_RECORDS_
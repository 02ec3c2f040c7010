//! Per-tick reconciliation
//!
//! A tick reads both rosters, provisions both managed roles, resolves every
//! entry to directory members and dispatches the role changes that move each
//! member toward its team's role. Nothing dispatched here is awaited.

use super::dispatch::Dispatcher;
use super::provisioner::RoleProvisioner;
use super::resolver::{EntryResolver, Resolution};
use crate::config::{DaemonConfig, OverlapPolicy};
use crate::directory::{Directory, Guild};
use crate::error::DaemonResult;
use crate::roster::Roster;
use chrono::{DateTime, Utc};
use serde::Serialize;
use std::collections::BTreeSet;
use std::sync::atomic::{AtomicUsize, Ordering};
use std::sync::Arc;
use teamrole_types::{GuildId, Member, Role, RoleId, TeamBinding, TeamSide};

/// A single role mutation for one member
#[derive(Debug, Clone, PartialEq, Eq)]
pub enum RoleChange {
    Add(RoleId),
    Remove(RoleId),
}

/// Compute the changes that give `member` its own team's role and strip the
/// opposing team's roles.
///
/// Only the first of `own` is ever granted, and only when the member holds
/// none of them. Every opposing role the member holds is removed. An empty
/// `own` (creation still pending) yields no grant.
pub fn plan_assignment(member: &Member, own: &[Role], opposing: &[Role]) -> Vec<RoleChange> {
    let mut changes = Vec::new();

    if let Some(first) = own.first() {
        if !member.has_any_role(own) {
            changes.push(RoleChange::Add(first.id.clone()));
        }
    }

    if member.has_any_role(opposing) {
        changes.extend(opposing.iter().map(|role| RoleChange::Remove(role.id.clone())));
    }

    changes
}

/// What a tick did for one team
#[derive(Debug, Clone, Default, Serialize)]
pub struct TeamTickSummary {
    /// Entries listed in the roster
    pub entries: usize,
    /// Directory roles carrying the team's role name
    pub roles: usize,
    /// A create-role request was dispatched this tick
    pub role_creation_requested: bool,
    /// Entries resolved from the member cache
    pub cache_hits: usize,
    /// Directory searches started
    pub searches: usize,
    /// Entries whose search from an earlier tick was still running
    pub searches_in_flight: usize,
    /// Role changes dispatched for cache-resolved members
    pub changes_dispatched: usize,
}

/// What a tick did
#[derive(Debug, Clone, Serialize)]
pub struct TickSummary {
    pub started_at: DateTime<Utc>,
    /// False when the guild could not be resolved and the tick did nothing
    pub guild_available: bool,
    pub red: TeamTickSummary,
    pub blue: TeamTickSummary,
    /// Entries listed in both rosters
    pub overlapping_entries: Vec<String>,
}

impl TickSummary {
    fn skipped(started_at: DateTime<Utc>) -> Self {
        Self {
            started_at,
            guild_available: false,
            red: TeamTickSummary::default(),
            blue: TeamTickSummary::default(),
            overlapping_entries: Vec::new(),
        }
    }

    pub fn team(&self, side: TeamSide) -> &TeamTickSummary {
        match side {
            TeamSide::Red => &self.red,
            TeamSide::Blue => &self.blue,
        }
    }
}

/// The reconciliation engine
pub struct Reconciler {
    directory: Arc<dyn Directory>,
    roster: Arc<dyn Roster>,
    guild_id: GuildId,
    red: TeamBinding,
    blue: TeamBinding,
    overlap_policy: OverlapPolicy,
    dispatcher: Dispatcher,
    provisioner: RoleProvisioner,
    resolver: EntryResolver,
}

impl Reconciler {
    pub fn new(
        directory: Arc<dyn Directory>,
        roster: Arc<dyn Roster>,
        config: &DaemonConfig,
    ) -> Self {
        let dispatcher = Dispatcher::new();
        Self {
            directory,
            roster,
            guild_id: config.guild(),
            red: config.binding(TeamSide::Red),
            blue: config.binding(TeamSide::Blue),
            overlap_policy: config.scheduler.overlap_policy,
            provisioner: RoleProvisioner::new(dispatcher.clone()),
            resolver: EntryResolver::new(dispatcher.clone()),
            dispatcher,
        }
    }

    pub fn binding(&self, side: TeamSide) -> &TeamBinding {
        match side {
            TeamSide::Red => &self.red,
            TeamSide::Blue => &self.blue,
        }
    }

    pub fn guild_id(&self) -> &GuildId {
        &self.guild_id
    }

    pub fn directory(&self) -> &Arc<dyn Directory> {
        &self.directory
    }

    /// Dispatcher carrying this engine's searches and mutations
    pub fn dispatcher(&self) -> &Dispatcher {
        &self.dispatcher
    }

    /// Run one reconciliation pass.
    ///
    /// Returns once every change has been dispatched. Roster and role lookup
    /// failures abort the tick with an error; an unresolvable guild is a
    /// silent no-op.
    pub async fn tick(&self) -> DaemonResult<TickSummary> {
        let started_at = Utc::now();

        let Some(guild) = self.directory.guild(&self.guild_id).await else {
            tracing::debug!(guild_id = %self.guild_id, "Guild unavailable, skipping tick");
            return Ok(TickSummary::skipped(started_at));
        };

        let mut red_entries = self.roster.entries(&self.red.team).await?;
        let mut blue_entries = self.roster.entries(&self.blue.team).await?;

        let red_roles = self.provisioner.ensure(&guild, &self.red).await?;
        let blue_roles = self.provisioner.ensure(&guild, &self.blue).await?;

        let mut red = TeamTickSummary {
            entries: red_entries.len(),
            roles: red_roles.roles.len(),
            role_creation_requested: red_roles.creation_requested,
            ..Default::default()
        };
        let mut blue = TeamTickSummary {
            entries: blue_entries.len(),
            roles: blue_roles.roles.len(),
            role_creation_requested: blue_roles.creation_requested,
            ..Default::default()
        };

        let overlapping: Vec<String> = red_entries.intersection(&blue_entries).cloned().collect();
        if !overlapping.is_empty() {
            tracing::warn!(
                entries = ?overlapping,
                policy = ?self.overlap_policy,
                "Entries listed in both teams"
            );
            for entry in &overlapping {
                red_entries.remove(entry);
                if self.overlap_policy == OverlapPolicy::Skip {
                    blue_entries.remove(entry);
                }
            }
        }

        self.process_team(
            &guild,
            TeamSide::Red,
            &red_entries,
            &red_roles.roles,
            &blue_roles.roles,
            &mut red,
        );
        self.process_team(
            &guild,
            TeamSide::Blue,
            &blue_entries,
            &blue_roles.roles,
            &red_roles.roles,
            &mut blue,
        );

        tracing::debug!(
            red_entries = red.entries,
            blue_entries = blue.entries,
            searches = red.searches + blue.searches,
            changes = red.changes_dispatched + blue.changes_dispatched,
            "Tick dispatched"
        );

        Ok(TickSummary {
            started_at,
            guild_available: true,
            red,
            blue,
            overlapping_entries: overlapping,
        })
    }

    fn process_team(
        &self,
        guild: &Arc<dyn Guild>,
        side: TeamSide,
        entries: &BTreeSet<String>,
        own: &Arc<[Role]>,
        opposing: &Arc<[Role]>,
        summary: &mut TeamTickSummary,
    ) {
        for entry in entries {
            let dispatched = Arc::new(AtomicUsize::new(0));
            let continuation = {
                let guild = guild.clone();
                let dispatcher = self.dispatcher.clone();
                let own = own.clone();
                let opposing = opposing.clone();
                let dispatched = dispatched.clone();
                move |members: Vec<Member>| {
                    for member in &members {
                        let count =
                            apply_assignment(&guild, &dispatcher, side, member, &own, &opposing);
                        dispatched.fetch_add(count, Ordering::Relaxed);
                    }
                }
            };

            match self.resolver.resolve(guild, entry, continuation) {
                Resolution::Cached(_) => {
                    summary.cache_hits += 1;
                    summary.changes_dispatched += dispatched.load(Ordering::Relaxed);
                }
                Resolution::Searching => summary.searches += 1,
                Resolution::AlreadySearching => summary.searches_in_flight += 1,
            }
        }
    }
}

/// Dispatch the planned changes for one member, returning how many were sent
fn apply_assignment(
    guild: &Arc<dyn Guild>,
    dispatcher: &Dispatcher,
    side: TeamSide,
    member: &Member,
    own: &[Role],
    opposing: &[Role],
) -> usize {
    let changes = plan_assignment(member, own, opposing);

    for change in &changes {
        let guild = guild.clone();
        let member_id = member.id.clone();
        match change.clone() {
            RoleChange::Add(role) => {
                tracing::info!(
                    team = %side,
                    member = %member_id,
                    name = member.display_name(),
                    role = %role,
                    "Granting team role"
                );
                dispatcher.dispatch("add_role", async move {
                    guild.add_role(&member_id, &role).await
                });
            }
            RoleChange::Remove(role) => {
                tracing::info!(
                    team = %side,
                    member = %member_id,
                    name = member.display_name(),
                    role = %role,
                    "Revoking opposing team role"
                );
                dispatcher.dispatch("remove_role", async move {
                    guild.remove_role(&member_id, &role).await
                });
            }
        }
    }

    changes.len()
}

_ACTIVITY_
Reproduce the records above exactly, from the first line to the line that holds "that move each", inclusive, and omit everything after it.

_YOUR SOLUTION_
repository 02ec3c2f040c7010
//! Per-tick reconciliation
//!
//! A tick reads both rosters, provisions both managed roles, resolves every
//! entry to directory members and dispatches the role changes that move each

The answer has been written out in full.